L’organisation a également démontré sa résilience et sa capacité à administrer des territoires. En revanche, l’État islamique recule militairement sur la plupart des fronts. Cette situation peut pousser les djihadistes à considérer que la stratégie d’al-Qaida fonctionne sur la durée, contrairement à celle de l’EI.

«Ceci renforce l’idée que la gouvernance d’al-Qaida est une alternative viable aux États défaillants ou corrompus.
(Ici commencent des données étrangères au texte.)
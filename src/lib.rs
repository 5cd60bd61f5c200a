//! byname-migrate library for relocating package definitions into the
//! by-name layout.
//!
//! This library provides programmatic access to the migration pipeline.
//! The core workflow involves four phases:
//!
//! 1. **Scanning**: Collect `.nix` files and extract their path literals
//! 2. **Graph construction**: Build the bidirectional reference graph and
//!    the invalid-reference set
//! 3. **Analysis**: Parse the registry's binding list and decide, per
//!    candidate, whether its directory can move without breaking references
//! 4. **Migration**: Verify output identity against the external evaluator,
//!    move the survivors, and rewrite the registry
//!
//! # Example
//!
//! ```no_run
//! use byname_migrate::pipeline::{self, PipelineOptions};
//! use byname_migrate::verifier::NixEvaluator;
//! use std::path::PathBuf;
//!
//! let options = PipelineOptions {
//!     root: PathBuf::from("./nixpkgs"),
//!     ..PipelineOptions::default()
//! };
//!
//! // Dry run: analyze only, touch nothing.
//! let evaluator = NixEvaluator::new(&options.root, &options.constructor);
//! let report = pipeline::run(&options, &evaluator).unwrap();
//!
//! println!("{} candidate(s) could migrate", report.candidates.len());
//! ```

pub mod analyzer;
pub mod cli;
pub mod graph;
pub mod migrator;
pub mod pipeline;
pub mod registry;
pub mod rewriter;
pub mod scanner;
pub mod verifier;

// Re-export commonly used types at crate root
pub use analyzer::{MigrationCandidate, RejectReason, Rejection};
pub use graph::ReferenceGraph;
pub use pipeline::{MigrationReport, PipelineOptions};
pub use registry::RegistryBinding;
pub use verifier::{Evaluator, NixEvaluator, VerifiedMove};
Chaque revers militaire essuyé par l’EI vient donner du crédit à ceux, notamment au sein d’al-Qaida, qui ont considéré la proclamation du califat par Abu Bakr al-Baghdadi comme une erreur stratégique. Or, si le territoire du califat finissait par se réduire comme peau de chagrin, la tentation serait grande pour ses satellites de reconsidérer leur allégeance. al-Qaida en serait sans doute le principal bénéficiaire…», remarque le blogueur.

Pour Jean-Marc Lafon, il est plus pertinent de penser le mouvement jihadiste dans sa globalité plutôt qu’au travers des allégeances. Les défaites militaires de l’organisation État islamique pourraient, à terme, constituer une purge bénéfique pour le mouvement djihadiste dans son ensemble:

«Il faut cesser de penser le djihad mondial en termes d’affiliation des groupes à al-Qaida ou à l’EI, car cela ne traduit qu’une réalité purement momentanée. Un État islamique qui se met tout le monde à dos et essuie des pertes considérables crée l’occasion d’une saignée parmi les djihadistes tenants de la ligne la plus dure. C’est peut-être là, paradoxalement, un gage de résilience pour l’ensemble du mouvement djihadiste mondial.»